Sun Jul 8 09:38:17 EDT 2018

On Sun, 08 Jul 2018 14:11:58 +0300, Marko Rauhamaa wrote:

> Steven D'Aprano <steve+comp.lang.python at pearwood.info>:
>> Changing implementations from one which is thread safe to one which is
>> not can break people's code, and shouldn't be done on a whim.
>> Especially since such breakage could be subtle, hard to notice, harder
>> to track down, and even harder still to fix.
> 
> Java's HotSpot does it all the time, and it did result in code breakage
> -- although the code was broken to begin with.

I said "shouldn't be done", rather than claiming that was the situation 
right now with all compilers.

But I'm willing to give a little bit of slack to aggressively optimizing 
compilers, provided they come with a warning.

>> So there is no coherent way to get a result of "impossible" from just
>> adding 1 to 1 in any coherent implementation of Python.
> 
> Back to Java, there was a real case of 64-bit integer operations not
> being atomic on 32-bit machines. Mixing up upper and lower halves
> between threads could result in really weird evaluations.

Oh don't get me wrong, I agree with you that threading can result in 
strange, unpredictable errors.

That's why I try not to use threading. I have no illusions about my 
ability to debug those sorts of problems.
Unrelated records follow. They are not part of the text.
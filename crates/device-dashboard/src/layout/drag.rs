//! Drag-to-reorder gesture.
//!
//! Input is reduced to three events, whatever the device:
//!
//! - `begin(i)` picks up the item at `i`
//! - `cross(j)` moves the carried item to `j` immediately (live preview)
//! - `end()` drops it and commits the current order
//!
//! There is no cancel: aborting a drag is routed to `end`, so whatever the
//! order looks like at that moment is kept and committed.

/// Phase of the current gesture.
#[derive(Debug, Clone, Copy, PartialEq, Eq, Default)]
pub enum DragState {
    /// No gesture in progress.
    #[default]
    Idle,
    /// An item is being carried; `source_index` is its current position.
    Dragging {
        /// Current index of the carried item.
        source_index: usize,
    },
    /// The drop is being persisted.
    Committing,
}

/// Tracks one drag gesture at a time.
#[derive(Debug, Clone, Default)]
pub struct DragController {
    state: DragState,
}

impl DragController {
    /// Creates an idle controller.
    pub fn new() -> Self {
        Self::default()
    }

    /// Current phase.
    pub fn state(&self) -> DragState {
        self.state
    }

    /// Whether an item is being carried.
    pub fn is_dragging(&self) -> bool {
        matches!(self.state, DragState::Dragging { .. })
    }

    /// Position of the carried item, if any.
    pub fn source_index(&self) -> Option<usize> {
        match self.state {
            DragState::Dragging { source_index } => Some(source_index),
            _ => None,
        }
    }

    /// Picks up the item at `index` of a list of `len` items.
    ///
    /// Ignored (returns `false`) when out of range or already dragging.
    pub fn begin(&mut self, index: usize, len: usize) -> bool {
        if self.state != DragState::Idle || index >= len {
            return false;
        }
        self.state = DragState::Dragging {
            source_index: index,
        };
        true
    }

    /// Moves the carried item to `target`.
    ///
    /// Returns `true` when `items` changed. Crossing the item's own slot,
    /// crossing out of range, and crossing outside a drag are no-ops.
    pub fn cross<T>(&mut self, items: &mut Vec<T>, target: usize) -> bool {
        let DragState::Dragging { source_index } = self.state else {
            return false;
        };
        if source_index == target || target >= items.len() || source_index >= items.len() {
            return false;
        }
        move_item(items, source_index, target);
        self.state = DragState::Dragging {
            source_index: target,
        };
        true
    }

    /// Drops the carried item and runs `commit` once.
    ///
    /// Returns `false` without calling `commit` when no drag is active.
    pub fn end<F: FnOnce()>(&mut self, commit: F) -> bool {
        if !self.is_dragging() {
            return false;
        }
        self.state = DragState::Committing;
        commit();
        self.state = DragState::Idle;
        true
    }
}

/// Removes the element at `from` and reinserts it at `to`.
pub fn move_item<T>(items: &mut Vec<T>, from: usize, to: usize) {
    if from == to || from >= items.len() || to >= items.len() {
        return;
    }
    let item = items.remove(from);
    items.insert(to, item);
}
> More importantly, this loop may never finish:
> 
>     # Initially
>     quit = False
> 
>     # Thread 1
>     global quit
>     while not quit:
>         time.sleep(1)
> 
>     # Thread 2
>     global quit
>     quit = True

Assuming that thread 2 actually runs *at some point*, I don't see how 
that can't terminate. Neither thread sets quit to False, so provided 
thread 2 runs at all, it has to terminate.

I suppose if the threading implementation *could* fall back to sequential 
code (thread 2 doesn't run until thread 1 finishes, which it never 
does...) that outcome is possible. But it would have to be a pretty poor 
implementation.

Now if you said there were fifty threads (aside from the main thread, 
which is guaranteed to run) all reading quit, and only thread 50 ever 
assigns to it, I'd believe that perhaps thread 50 never gets a chance to 
run. But with just two threads? Explain please.

> That's the reality in Java and C. I see no reason why that wouldn't be
> the reality in Python as well -- unless the language specification said
> otherwise.

Because the Python core developers care more about correctness than speed.

> Marko
> 
> PS My example with "impossible" being the result of a racy integer
> operation is of course unlikely but could be the outcome if the Python
> runtime reorganized its object cache on the fly (in a hypothetical
> implementation).

That would be a cache bug :-)

Not every interpreter bug should be considered the caller's fault :-)

-- 
Steven D'Aprano
"Ever since I learned about confirmation bias, I've been seeing
it everywhere." -- Jon Ronson